Guitarras aullando, amplificadores crujientes y una banda jugando a todo o nada sobre el escenario. Así suenan Tangerine Flavour cuando no hay estudio que valga. La banda madrileña prepara la llegada de un nuevo disco grabado en directo en la mítica Sala El Sol de Madrid, un trabajo concebido como una declaración de principios: el rock de raíces se entiende mejor cuando se toca alto, fuerte y con público delante.

Aquí no hay retoques destinados a esconder las cicatrices. Tangerine Flavour han querido capturar a la banda tal y como es cuando pisa un escenario, dejando que el pulso del directo marque cada canción y que esa mezcla de country, rock, folk americano y southern rock que llevan más de una década haciendo suya respire sin demasiados filtros.

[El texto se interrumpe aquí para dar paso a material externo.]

//! Refresh and retry policies; process-wide and read-only once a manager is built.

// crates.io
use rand::Rng;
// self
use crate::_prelude::*;

/// What [`get_valid_token`](crate::flows::CredentialLifecycleManager::get_valid_token) does
/// when a refresh fails.
#[derive(Clone, Copy, Debug, Default, PartialEq, Eq, Serialize, Deserialize)]
#[serde(rename_all = "snake_case")]
pub enum RefreshFailurePolicy {
	/// Return the refresh error to the caller.
	#[default]
	Propagate,
	/// Hand back the previously issued credential as-is, even if it already expired, and let
	/// the partner API reject it. Only applies once a credential has been issued.
	ServeStale,
}

/// Bounded exponential backoff for transient token endpoint failures.
#[derive(Clone, Debug, PartialEq, Eq, Serialize, Deserialize)]
#[serde(default)]
pub struct RetryPolicy {
	/// Retries after the first attempt; `0` disables retrying.
	pub max_retries: u32,
	/// Delay before the first retry; doubles for each further retry.
	pub base_delay: Duration,
	/// Upper bound for any single delay, including server `Retry-After` hints.
	pub max_delay: Duration,
	/// Spreads each delay uniformly over `[delay / 2, delay]`.
	pub jitter: bool,
}
impl RetryPolicy {
	/// Policy that never retries.
	pub fn none() -> Self {
		Self { max_retries: 0, ..Self::default() }
	}

	/// Overrides the retry budget.
	pub fn with_max_retries(mut self, max_retries: u32) -> Self {
		self.max_retries = max_retries;

		self
	}

	/// Overrides the base delay; negative values clamp to zero.
	pub fn with_base_delay(mut self, delay: Duration) -> Self {
		self.base_delay = delay.max(Duration::ZERO);

		self
	}

	/// Overrides the delay cap; negative values clamp to zero.
	pub fn with_max_delay(mut self, delay: Duration) -> Self {
		self.max_delay = delay.max(Duration::ZERO);

		self
	}

	/// Enables or disables jitter.
	pub fn with_jitter(mut self, jitter: bool) -> Self {
		self.jitter = jitter;

		self
	}

	/// Delay before retry number `retry` (zero-based), honoring a `Retry-After` hint.
	pub fn delay_for(&self, retry: u32, retry_after: Option<Duration>) -> Duration {
		let cap = self.max_delay.max(Duration::ZERO);
		let factor = 2_i32.checked_pow(retry).unwrap_or(i32::MAX);
		let mut delay =
			self.base_delay.max(Duration::ZERO).checked_mul(factor).unwrap_or(cap).min(cap);

		if self.jitter {
			delay = jittered(delay);
		}
		if let Some(hint) = retry_after {
			delay = delay.max(hint.min(cap));
		}

		delay
	}
}
impl Default for RetryPolicy {
	fn default() -> Self {
		Self {
			max_retries: 3,
			base_delay: Duration::milliseconds(500),
			max_delay: Duration::seconds(30),
			jitter: true,
		}
	}
}

/// Timing rules for keeping the cached credential fresh.
#[derive(Clone, Debug, PartialEq, Eq, Serialize, Deserialize)]
#[serde(default)]
pub struct RefreshPolicy {
	/// Minimum remaining lifetime of any credential handed to a caller.
	pub refresh_buffer: Duration,
	/// Background wait used while no credential exists or after a failed refresh.
	pub background_interval: Duration,
	/// Backoff applied to each acquisition.
	pub retry: RetryPolicy,
	/// Foreground behavior after a failed refresh.
	pub on_failure: RefreshFailurePolicy,
}
impl RefreshPolicy {
	/// Overrides the refresh buffer; negative values clamp to zero.
	pub fn with_refresh_buffer(mut self, buffer: Duration) -> Self {
		self.refresh_buffer = buffer.max(Duration::ZERO);

		self
	}

	/// Overrides the background interval; values under one second clamp to one second.
	pub fn with_background_interval(mut self, interval: Duration) -> Self {
		self.background_interval = interval.max(Duration::SECOND);

		self
	}

	/// Overrides the retry policy.
	pub fn with_retry(mut self, retry: RetryPolicy) -> Self {
		self.retry = retry;

		self
	}

	/// Overrides the failure policy.
	pub fn with_on_failure(mut self, on_failure: RefreshFailurePolicy) -> Self {
		self.on_failure = on_failure;

		self
	}
}
impl Default for RefreshPolicy {
	fn default() -> Self {
		Self {
			refresh_buffer: Duration::minutes(2),
			background_interval: Duration::seconds(30),
			retry: RetryPolicy::default(),
			on_failure: RefreshFailurePolicy::default(),
		}
	}
}

fn jittered(delay: Duration) -> Duration {
	let millis = i64::try_from(delay.whole_milliseconds()).unwrap_or(i64::MAX);

	if millis <= 1 {
		return delay;
	}

	Duration::milliseconds(rand::rng().random_range(millis / 2..=millis))
}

El resultado es una fotografía de una formación curtida a base de kilómetros, escenarios y canciones. Un disco que huele a carretera, a madera y a válvulas calientes, y que encuentra precisamente en sus imperfecciones parte de su atractivo. Porque si algo pretende este nuevo trabajo es conservar aquello que muchas veces se pierde cuando una banda entra en un estudio: la sensación de estar allí delante, compartiendo el mismo espacio y el mismo momento.

Grabado en uno de los escenarios históricos de la noche madrileña, el álbum recoge a Tangerine Flavour en uno de sus territorios naturales. La banda no necesita disfrazar sus canciones de otra cosa: guitarras eléctricas, armonías vocales, músculo rítmico y una querencia irrenunciable por el rock americano de raíces forman la columna vertebral de una propuesta que mira hacia la tradición sin quedarse atrapada en ella.

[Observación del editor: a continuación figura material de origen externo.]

//! Technology fingerprinting capability.
//!
//! The worker loop only depends on the [`Fingerprinter`] trait. The bundled
//! implementation, [`SignatureEngine`], matches Wappalyzer-style signatures
//! loaded from the embedded dataset and an optional override file.

pub mod engine;
pub mod signatures;

use std::collections::BTreeSet;
use std::time::Instant;

use tracing::debug;

use crate::protocol::{HeaderMap, Request};

pub use engine::SignatureEngine;
pub use signatures::SignatureDataset;

/// Set of technology identifiers such as `WordPress` or `Nginx:1.25.3`.
///
/// Ordered for stable output; consumers must still treat it as a set.
pub type TechnologySet = BTreeSet<String>;

/// Identifies technologies from HTTP response headers and body content.
///
/// Implementations are shared read-only across every record and must not
/// keep per-request state.
pub trait Fingerprinter {
    /// Return the technologies evidenced by `headers` and `body`.
    fn fingerprint(&self, headers: &HeaderMap, body: &[u8]) -> TechnologySet;
}

/// Run `engine` against a decoded request.
///
/// Normalizes the header mapping, resolves the effective body and blocks
/// until the engine returns. There is no timeout.
pub fn invoke<F>(engine: &F, request: &Request) -> TechnologySet
where
    F: Fingerprinter + ?Sized,
{
    let headers = request.normalized_headers();
    let body = request.effective_body();

    let started = Instant::now();
    let technologies = engine.fingerprint(&headers, &body);
    debug!(
        id = %request.id,
        body_bytes = body.len(),
        detected = technologies.len(),
        elapsed_ms = started.elapsed().as_millis(),
        "fingerprint complete"
    );

    technologies
}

Del escenario de El Sol a dos citas especiales

La publicación del disco tendrá además continuidad sobre los escenarios con dos conciertos que permitirán comprobar cómo estas canciones funcionan lejos del estudio y, sobre todo, cómo vuelven a cobrar vida delante del público.

El 24 de septiembre, Tangerine Flavour actuarán en la Plaza de Toros de Ávila, dentro de la primera edición del festival Autores Ávila, llevando su propuesta a un escenario de mayores dimensiones.

La siguiente parada será Madrid. El 3 de octubre, la banda ofrecerá un concierto de presentación en la Sala El Rincón del Arte Nuevo, en un formato más íntimo que permitirá recuperar esa distancia corta entre músicos y público que encaja especialmente bien con su manera de entender la música.

Dos escenarios diferentes para una misma filosofía: que las canciones estén siempre por encima del artificio.

Más de una década haciendo camino

Después de más de diez años de trayectoria, Tangerine Flavour continúan defendiendo una forma de entender el rock que no necesita demasiadas explicaciones. Buenas canciones, guitarras, carretera y escenarios siguen siendo los elementos fundamentales de una propuesta que ha encontrado en el country-rock y en la música americana de raíces su territorio natural.

Este nuevo trabajo no pretende domesticar esa fórmula ni convertirla en algo más cómodo. Al contrario, apuesta por dejarla correr libre y conservar la energía que aparece cuando una banda toca junta, delante de un público y sin demasiadas oportunidades para esconderse.

Porque algunas bandas están hechas para sonar perfectas. Otras están hechas para sonar vivas.

Tangerine Flavour pertenecen a las segundas.